- Born: c. 1771 Northwest Territories
- Died: November 1872 Salt River, Northwest Territories, Canada
- Occupation(s): Metis leader, chief, interpreter, guide

= François Beaulieu II =

Arctic guide and interpreter (1771 – 1872)

François Beaulieu II (c. 1771 – November 1872) was a chief of the Yellowknife tribe. He was an Arctic guide and interpreter who played an important role in exploration of the Northwest Territories of Canada.

==Guide and chief==
Beaulieu was a Metis, the son of François Beaulieu and Ethiba, a woman of Chipewyan and Cree descent. The circumstances of his childhood are speculation at present. As a young man, requested for his knowledge of the region, Beaulieu accompanied Sir Alexander Mackenzie on his overland trek to the Pacific in 1793. In 1820 he met Arctic explorer, John Franklin, and provided him with valuable information regarding a base camp on the Dease Arm of Great Bear Lake for his planned exploration to the mouth of the Coppermine River. (Franklin was unable to follow Beaulieu's advice, possibly resulting in the loss of life on that journey).

Beaulieu was the guide and interpreter on the second expedition from 1825–27 which was based at Fort Franklin on the west shore of Great Bear Lake. His knowledge and input into the planning and completion of this trip made it the most successful of its kind in the Canadian Arctic.
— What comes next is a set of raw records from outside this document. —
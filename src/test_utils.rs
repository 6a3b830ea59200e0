use crate::advertisement::{BleAdvertisement, Format5Sample, PowerWord};
use crate::mac_address::MacAddress;

/// BLE flags of a connectable LE general discoverable device.
pub const TEST_FLAGS: [u8; 3] = [0x02, 0x01, 0x06];

/// A stable device address for unit tests.
pub const TEST_ADDRESS: &str = "AA:BB:CC:DD:EE:FF";

/// The "valid data" vector of the RuuviTag format 5 documentation.
pub fn vendor_sample() -> Format5Sample {
    Format5Sample {
        temperature: 4860,
        humidity: 21396,
        pressure: 50044,
        acceleration_x: 4,
        acceleration_y: -4,
        acceleration_z: 1036,
        power: PowerWord(0xAC36),
        movement_counter: 66,
        measurement_sequence: 205,
        mac: MacAddress([0xCB, 0xB8, 0x33, 0x4C, 0x88, 0x4F]),
    }
}

/// Wrap a sample into a full advertisement frame.
pub fn sample_advertisement(sample: Format5Sample) -> BleAdvertisement {
    BleAdvertisement::new(TEST_FLAGS, sample)
}

/// Hex encoding of the vendor sample as a gateway would relay it.
pub fn vendor_hex() -> String {
    sample_advertisement(vendor_sample()).to_hex()
}
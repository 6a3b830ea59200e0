//! Conversion of raw format 5 fields to physical units.
//!
//! Values outside the documented sensor range are passed through as-is.

use crate::advertisement::{Format5Sample, PowerWord};

const TEMPERATURE_STEP: f64 = 0.005;
const HUMIDITY_STEP: f64 = 0.0025;
const PRESSURE_OFFSET: f64 = 50_000.0;
const MILLI: f64 = 1000.0;
const VOLTAGE_BASELINE: f64 = 1.6;
const TX_POWER_BASELINE: i16 = -40;
const TX_POWER_STEP: i16 = 2;

/// Temperature in degrees Celsius.
#[inline]
pub fn temperature_celsius(raw: i16) -> f64 {
    f64::from(raw) * TEMPERATURE_STEP
}

/// Relative humidity in percent.
#[inline]
pub fn humidity_percent(raw: u16) -> f64 {
    f64::from(raw) * HUMIDITY_STEP
}

/// Atmospheric pressure in Pascals.
#[inline]
pub fn pressure_pascals(raw: u16) -> f64 {
    f64::from(raw) + PRESSURE_OFFSET
}

/// Acceleration in g.
#[inline]
pub fn acceleration_g(raw: i16) -> f64 {
    f64::from(raw) / MILLI
}

/// Battery voltage in Volts.
#[inline]
pub fn battery_volts(power: PowerWord) -> f64 {
    VOLTAGE_BASELINE + f64::from(power.voltage_bits()) / MILLI
}

/// Transmit power in dBm.
#[inline]
pub fn tx_power_dbm(power: PowerWord) -> i16 {
    TX_POWER_BASELINE + TX_POWER_STEP * i16::from(power.tx_power_bits())
}

/// A format 5 sample in physical units.
#[derive(Debug, Clone, Copy, PartialEq)]
pub struct PhysicalSample {
    pub temperature: f64,
    pub humidity: f64,
    pub pressure: f64,
    pub acceleration: (f64, f64, f64),
    pub battery: f64,
    pub tx_power: i16,
    pub movement_counter: u8,
    pub measurement_sequence: u16,
}

/// Convert every field of `sample`.
pub fn convert(sample: &Format5Sample) -> PhysicalSample {
    PhysicalSample {
        temperature: temperature_celsius(sample.temperature),
        humidity: humidity_percent(sample.humidity),
        pressure: pressure_pascals(sample.pressure),
        acceleration: (
            acceleration_g(sample.acceleration_x),
            acceleration_g(sample.acceleration_y),
            acceleration_g(sample.acceleration_z),
        ),
        battery: battery_volts(sample.power),
        tx_power: tx_power_dbm(sample.power),
        movement_counter: sample.movement_counter,
        measurement_sequence: sample.measurement_sequence,
    }
}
Beaulieu was well known as a chief of his tribe as well. As a chief of the Yellowknife tribe, Beaulieu became the "terror" of the neighboring tribes of Dogribs, Slaveys and Sekanis; he is said to have killed 12 of the last group with his own hand. He and his followers settled on the Salt River, where he maintained a trade in salt retrieved from the river with the Hudson's Bay Company, which granted him a monopoly. He was still active as a hunter at the age of 85 and lived to be just over 100.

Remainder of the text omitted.